C’est pas pour dire, mais y en a bougrement qui truquent dans les mêmes conditions. Parbleu, chacun tient à sa carcasse, — on n’en a pas de rechange, une fois usée, c’est pour de bon !

Nom de dieu de nom de dieu ! quand je pense tout de même aux couleuvres que j’ai avalées ; quelles floppées, oh là là !

Naturellement, au temps où je gobais que les mômes poussaient sous les choux j’étais catholique.

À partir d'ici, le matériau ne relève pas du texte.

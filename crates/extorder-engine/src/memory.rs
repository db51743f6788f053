//! In-memory collaborators.
//!
//! [`VecSource`] backs the engine with a plain owned `Vec` — enough for
//! embedding hosts that already materialized their registry — and
//! [`RecordingPublisher`] captures publishes for inspection in tests and
//! diagnostics.

use extorder_core::{Extension, LoadOrderChange};

use crate::orchestrator::{ChangePublisher, ExtensionSource};

/// An [`ExtensionSource`] over an owned `Vec<Extension>`.
#[derive(Clone, Debug, Default)]
pub struct VecSource {
    extensions: Vec<Extension>,
}

impl VecSource {
    /// Wrap a collection.
    #[must_use]
    pub fn new(extensions: Vec<Extension>) -> Self {
        Self { extensions }
    }

    /// Consume the source, returning the (possibly reordered) collection.
    #[must_use]
    pub fn into_inner(self) -> Vec<Extension> {
        self.extensions
    }
}

impl ExtensionSource for VecSource {
    fn extensions_mut(&mut self) -> &mut [Extension] {
        &mut self.extensions
    }
}

/// A [`ChangePublisher`] that records every publish call.
#[derive(Clone, Debug, Default)]
pub struct RecordingPublisher {
    /// Each publish as (topic, payload), in call order.
    pub calls: Vec<(String, Vec<LoadOrderChange>)>,
}

impl ChangePublisher for RecordingPublisher {
    fn publish(&mut self, topic: &str, changes: &[LoadOrderChange]) {
        self.calls.push((topic.to_string(), changes.to_vec()));
    }
}
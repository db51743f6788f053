//! Execution phases and the run-once equivalence table.
//!
//! Two phases exist in a run-once flavor whose wire form carries the
//! `_ro` suffix. For partitioning, a run-once phase counts as its
//! repeating counterpart; the record itself keeps its original phase.
//! The mapping is a small static table so it stays inspectable and
//! exhaustively testable.

use serde::{Deserialize, Serialize};

/// Wire suffix marking a run-once phase variant.
pub const RUN_ONCE_SUFFIX: &str = "_ro";

/// Execution phase of an extension.
#[derive(Clone, Copy, Debug, PartialEq, Eq, Hash, Serialize, Deserialize)]
#[serde(rename_all = "snake_case")]
pub enum ExecPhase {
    /// Runs during the pre-loader stage.
    Preloader,
    /// Runs before load rules, every load.
    BeforeLoadRules,
    /// Runs before load rules, first load only.
    #[serde(rename = "before_load_rules_ro")]
    BeforeLoadRulesRunOnce,
    /// Runs after load rules, every load.
    AfterLoadRules,
    /// Runs after load rules, first load only.
    #[serde(rename = "after_load_rules_ro")]
    AfterLoadRulesRunOnce,
    /// Runs after tags fire.
    AfterTags,
    /// Runs on DOM ready.
    DomReady,
}

/// Run-once phases and the repeating phase each collapses into for
/// partitioning. Exactly these two equivalences exist.
const RUN_ONCE_EQUIVALENTS: &[(ExecPhase, ExecPhase)] = &[
    (ExecPhase::BeforeLoadRulesRunOnce, ExecPhase::BeforeLoadRules),
    (ExecPhase::AfterLoadRulesRunOnce, ExecPhase::AfterLoadRules),
];

impl ExecPhase {
    /// The wire string for this phase.
    #[must_use]
    pub fn as_str(self) -> &'static str {
        match self {
            Self::Preloader => "preloader",
            Self::BeforeLoadRules => "before_load_rules",
            Self::BeforeLoadRulesRunOnce => "before_load_rules_ro",
            Self::AfterLoadRules => "after_load_rules",
            Self::AfterLoadRulesRunOnce => "after_load_rules_ro",
            Self::AfterTags => "after_tags",
            Self::DomReady => "dom_ready",
        }
    }

    /// Whether this is a run-once variant.
    #[must_use]
    pub fn is_run_once(self) -> bool {
        RUN_ONCE_EQUIVALENTS.iter().any(|&(from, _)| from == self)
    }

    /// The phase used for partitioning: run-once variants collapse into
    /// their repeating counterpart, every other phase maps to itself.
    #[must_use]
    pub fn normalized(self) -> Self {
        RUN_ONCE_EQUIVALENTS
            .iter()
            .find(|&&(from, _)| from == self)
            .map_or(self, |&(_, to)| to)
    }

    /// All phases, in execution order.
    #[must_use]
    pub fn all() -> &'static [Self] {
        &[
            Self::Preloader,
            Self::BeforeLoadRules,
            Self::BeforeLoadRulesRunOnce,
            Self::AfterLoadRules,
            Self::AfterLoadRulesRunOnce,
            Self::AfterTags,
            Self::DomReady,
        ]
    }
}

// ─────────────────────────────────────────────────────────────────────────────
// Tests
// ─────────────────────────────────────────────────────────────────────────────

Faut dire qu’à l’époque, même les types qui se disaient démocrates, laissaient les marchands d’eau bénite salir leur mômes ; les faisaient baptiser, confirmer, communier, marier, etc.

Ils trouvaient ça simple, tout en étant libre-penseurs. — Et, sans remonter si haut, il est facile d’en dégotter de ces bougres-là, encore aujourd’hui.

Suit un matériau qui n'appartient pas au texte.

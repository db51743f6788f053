//! # extorder-core
//!
//! Foundation types for the extorder load-order engine.
//!
//! This crate provides the shared vocabulary the engine crate depends on:
//!
//! - **Branded IDs**: [`ids::ExtensionId`] and [`ids::Scope`] as newtypes
//! - **Phases**: [`phase::ExecPhase`] with the run-once equivalence table
//! - **Records**: [`extension::Extension`], the live record the engine
//!   mutates in place
//! - **Changes**: [`changes::LoadOrderChange`] and the
//!   [`changes::SORTED_TOPIC`] notification topic
//!
//! ## Crate Position
//!
//! Foundation crate. Depended on by `extorder-engine`.

#![deny(unsafe_code)]

pub mod changes;
pub mod extension;
pub mod ids;
pub mod phase;

pub use changes::{ChangeKind, LoadOrderChange, SORTED_TOPIC};
pub use extension::Extension;
pub use ids::{ExtensionId, Scope};
pub use phase::ExecPhase;
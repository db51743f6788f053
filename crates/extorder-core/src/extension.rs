//! The [`Extension`] record.

use serde::{Deserialize, Serialize};

use crate::ids::{ExtensionId, Scope};
use crate::phase::ExecPhase;

/// A live extension record.
///
/// Supplied by the host and mutated in place by the engine: reordering
/// rewrites `sort_position` on the record the host already holds, so the
/// host's own references observe the update immediately. No other field is
/// ever written.
#[derive(Clone, Debug, PartialEq, Eq, Serialize, Deserialize)]
#[serde(rename_all = "camelCase")]
pub struct Extension {
    /// Unique ID across the whole collection.
    pub id: ExtensionId,
    /// Display title. The engine never reads it; comparators usually do.
    pub title: String,
    /// Partition key, never interpreted.
    pub scope: Scope,
    /// Execution phase tag.
    pub exec_phase: ExecPhase,
    /// Numeric load-order slot. Unique within a (scope, normalized phase)
    /// bucket at any valid state, not globally.
    pub sort_position: i64,
}

impl Extension {
    /// Create a record with all fields set.
    #[must_use]
    pub fn new(
        id: impl Into<ExtensionId>,
        title: impl Into<String>,
        scope: impl Into<Scope>,
        exec_phase: ExecPhase,
        sort_position: i64,
    ) -> Self {
        Self {
            id: id.into(),
            title: title.into(),
            scope: scope.into(),
            exec_phase,
            sort_position,
        }
    }
}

Donc, comme tous les gosses, on m’a abruti avec les gnoleries chrétiennes.

Pourtant, c’est ce qui m’a passé le plus vite ; une fois en apprentissage je me suis rapidement dégourdi.

Les marchands de prières nous prêchent le paradis : « C’est très bath, le paradis, que je me dis. Seulement, je le veux sur cette terre, de mon vivant. Quand j’aurai tourné de l’œil ce sera pour de bon, et si je coupais plus longtemps dans les boniments des rabâcheurs de patrenôtres, — je serais volé, mille bombes ! »

Je ruminais ça, à l’époque, sans bien savoir au juste ; j’ai vu depuis que j’avais tout à fait raison.

Puis, j’ai avalé tous les bouquins qui me tombaient sous la patte, anciens et nouveaux.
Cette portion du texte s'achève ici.